When the sheet is folded in half, the pulses from the encoder are counted, and the first folding knife is operated before the leading edge of the sheet reaches the folding section 14, for example, between the conveying roller 84 and the first folding roller 86. 92 is moved to the top dead center side (that is, toward between the first folding roller 86 and the second folding roller 88). The sheet is guided between the first folding roller 86 and the second folding roller 88 by the guide surface 92a of the first folding knife 92 and enters between the two guide plates 68a and 68b of the folding plate 68. As shown in FIG. The pulses from the encoder are counted, and the rollers 84, 86, 88, 90, and 96 are stopped at the timing when the crease made by the creasing section 12 arrives, and the second folding knife 94 and the second folding roller 88 are moved. It advances (moves) in the direction toward the third folding roller 90 . At the moment when the second folding knife 94 comes into contact with the sheet, or slightly before or after that, the driving of the rollers 84, 86, 88, 90, 96 is restarted, and the sheet is folded between the two folding rollers. let in. The sheet is caught between the second folding roller 88 and the third folding roller 90, folded along the crease, and discharged with the crease leading.

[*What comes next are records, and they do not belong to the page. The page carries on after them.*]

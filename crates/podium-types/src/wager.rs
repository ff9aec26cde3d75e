//! Wager model.
//!
//! A wager is a two-sided bet: the creator picks a competitor, an acceptor
//! later picks another. Wagers are owned by the off-chain record store; the
//! engine reads them and produces resolved copies.

use chrono::{DateTime, Utc};
use rust_decimal::Decimal;
use serde::{Deserialize, Serialize};

use crate::{CompetitorId, MatchId, WagerId};

/// Lifecycle status of a wager.
#[derive(Debug, Clone, Copy, PartialEq, Eq, Hash, Ord, PartialOrd, Serialize, Deserialize)]
pub enum WagerStatus {
    /// Created, waiting for an acceptor.
    Open,
    /// Both sides selected; eligible for settlement.
    Accepted,
    /// Winner determined and committed.
    Resolved,
}

impl std::fmt::Display for WagerStatus {
    fn fmt(&self, f: &mut std::fmt::Formatter<'_>) -> std::fmt::Result {
        match self {
            Self::Open => write!(f, "OPEN"),
            Self::Accepted => write!(f, "ACCEPTED"),
            Self::Resolved => write!(f, "RESOLVED"),
        }
    }
}

/// Which side of a wager won.
#[derive(Debug, Clone, Copy, PartialEq, Eq, Hash, Serialize, Deserialize)]
pub enum WinningParty {
    Creator,
    Acceptor,
}

impl std::fmt::Display for WinningParty {
    fn fmt(&self, f: &mut std::fmt::Formatter<'_>) -> std::fmt::Result {
        match self {
            Self::Creator => write!(f, "CREATOR"),
            Self::Acceptor => write!(f, "ACCEPTOR"),
        }
    }
}

/// One party's pick.
#[derive(Debug, Clone, PartialEq, Eq, Serialize, Deserialize)]
pub struct Selection {
    pub username: String,
    pub competitor_id: CompetitorId,
}

impl Selection {
    #[must_use]
    pub fn new(username: impl Into<String>, competitor: impl Into<String>) -> Self {
        Self {
            username: username.into(),
            competitor_id: CompetitorId::new(competitor),
        }
    }
}

/// The resolved winner, embedded into a wager record once settled.
#[derive(Debug, Clone, PartialEq, Eq, Serialize, Deserialize)]
pub struct Resolution {
    pub winning_competitor_id: CompetitorId,
    pub winning_username: String,
    pub winning_party: WinningParty,
    pub resolved_at: DateTime<Utc>,
}

/// Fields written by the status update once the ledger has confirmed.
#[derive(Debug, Clone, PartialEq, Eq, Serialize, Deserialize)]
pub struct StatusUpdate {
    pub status: WagerStatus,
    pub resolution: Resolution,
}

impl StatusUpdate {
    #[must_use]
    pub fn resolved(resolution: Resolution) -> Self {
        Self {
            status: WagerStatus::Resolved,
            resolution,
        }
    }
}

/// A two-sided wager on a match.
#[derive(Debug, Clone, PartialEq, Eq, Serialize, Deserialize)]
pub struct Wager {
    pub id: WagerId,
    pub match_id: MatchId,
    pub status: WagerStatus,
    pub creator: Selection,
    /// Absent while the wager is still open.
    pub acceptor: Option<Selection>,
    pub amount: Decimal,
    /// Present once the wager is resolved.
    pub resolution: Option<Resolution>,
}

impl Wager {
    /// The selection made by `party`, if that party has selected.
    #[must_use]
    pub fn selection_of(&self, party: WinningParty) -> Option<&Selection> {
        match party {
            WinningParty::Creator => Some(&self.creator),
            WinningParty::Acceptor => self.acceptor.as_ref(),
        }
    }

    /// Both sides have selected and the wager is not yet resolved.
    #[must_use]
    pub fn is_settleable(&self) -> bool {
        self.status == WagerStatus::Accepted && self.acceptor.is_some()
    }

    /// A copy of this wager with `resolution` embedded and status `Resolved`.
    #[must_use]
    pub fn resolved_with(&self, resolution: Resolution) -> Self {
        Self {
            status: WagerStatus::Resolved,
            resolution: Some(resolution),
            ..self.clone()
        }
    }
}

/// Test helpers.
#[cfg(any(test, feature = "test-helpers"))]
impl Wager {
    /// An accepted wager with a random stake.
    pub fn dummy_accepted(match_id: &MatchId, creator_pick: &str, acceptor_pick: &str) -> Self {
        use rand::Rng;
        Self {
            id: WagerId::new(),
            match_id: match_id.clone(),
            status: WagerStatus::Accepted,
            creator: Selection::new("alice", creator_pick),
            acceptor: Some(Selection::new("bob", acceptor_pick)),
            amount: Decimal::new(rand::thread_rng().gen_range(1..10_000), 2),
            resolution: None,
        }
    }

    /// An open wager nobody has accepted yet.
    pub fn dummy_open(match_id: &MatchId, creator_pick: &str) -> Self {
        Self {
            id: WagerId::new(),
            match_id: match_id.clone(),
            status: WagerStatus::Open,
            creator: Selection::new("alice", creator_pick),
            acceptor: None,
            amount: Decimal::new(2500, 2),
            resolution: None,
        }
    }
}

When the sheet is folded in three or double-folded, the pulses from the encoder are counted, and the rollers 84, 86, 88, 90, 96 are stopped at the timing when the crease made by the creasing section 12 arrives. The first folding knife 92 is raised in a direction toward between the first folding roller 86 and the second folding roller 88 . At the moment when the first folding knife 92 comes into contact with the sheet, or slightly before or after that, the driving of the rollers 84, 86, 88, 90, and 96 is resumed, and the sheet is folded between the two folding rollers. let in. The sheet is caught between the first folding roller 86 and the second folding roller 88, folded along the folding line, and enters between the two guide plates 68a and 68b of the folding plate 68 with the folding line leading. do.

Further, the pulses from the encoder are counted, and at the timing when another crease made by the creasing section 12 arrives, the rollers 84, 86, 88, 90 and 96 are stopped, and the second folding knife 94 is moved to the second fold. It advances (moves) in a direction between the second folding roller 88 and the third folding roller 90 . At the moment when the second folding knife 94 comes into contact with the sheet, or slightly before or after that, the driving of the rollers 84, 86, 88, 90, 96 is restarted, and the sheet is folded between the two folding rollers. let in. The sheet is caught between the second folding roller 88 and the third folding roller 90, folded along the crease, and discharged with the crease leading.

The timing for stopping the rollers 84, 86, 88, 90, 96 is, for example, the position where the leading edge of the first folding knife 92 or the second folding knife 94 comes into contact with the crease made by the creasing section 12. It is time to stop. Further, for example, the crease made by the creasing section 12 is slightly shifted upstream or downstream from the position where the tip of the advancing first folding knife 92 or the second folding knife 94 abuts. It may be the timing to stop at. Specifically, the position of the fold formed by the first folding roller 86 and the second folding roller 88 or the second folding roller 88 and the third folding roller 90 in the conveying direction X is determined by the creasing section 12 . The timing for stopping the rollers 84, 86, 88, 90, and 96 is appropriately determined through experiments and the like so as to match the positions of the folding lines in the conveying direction X. FIG. If the positional relationship between the crease and the crease varies depending on the quality, thickness, etc. of the sheet, the rollers 84, 86, 86, 86, 86, 86, 86, 86, 86, 86, 86 are adjusted according to the quality, thickness, etc., of the sheet obtained in advance from input by the operator, sensors, communication lines, etc. The timing for stopping 88, 90, 96 may be determined.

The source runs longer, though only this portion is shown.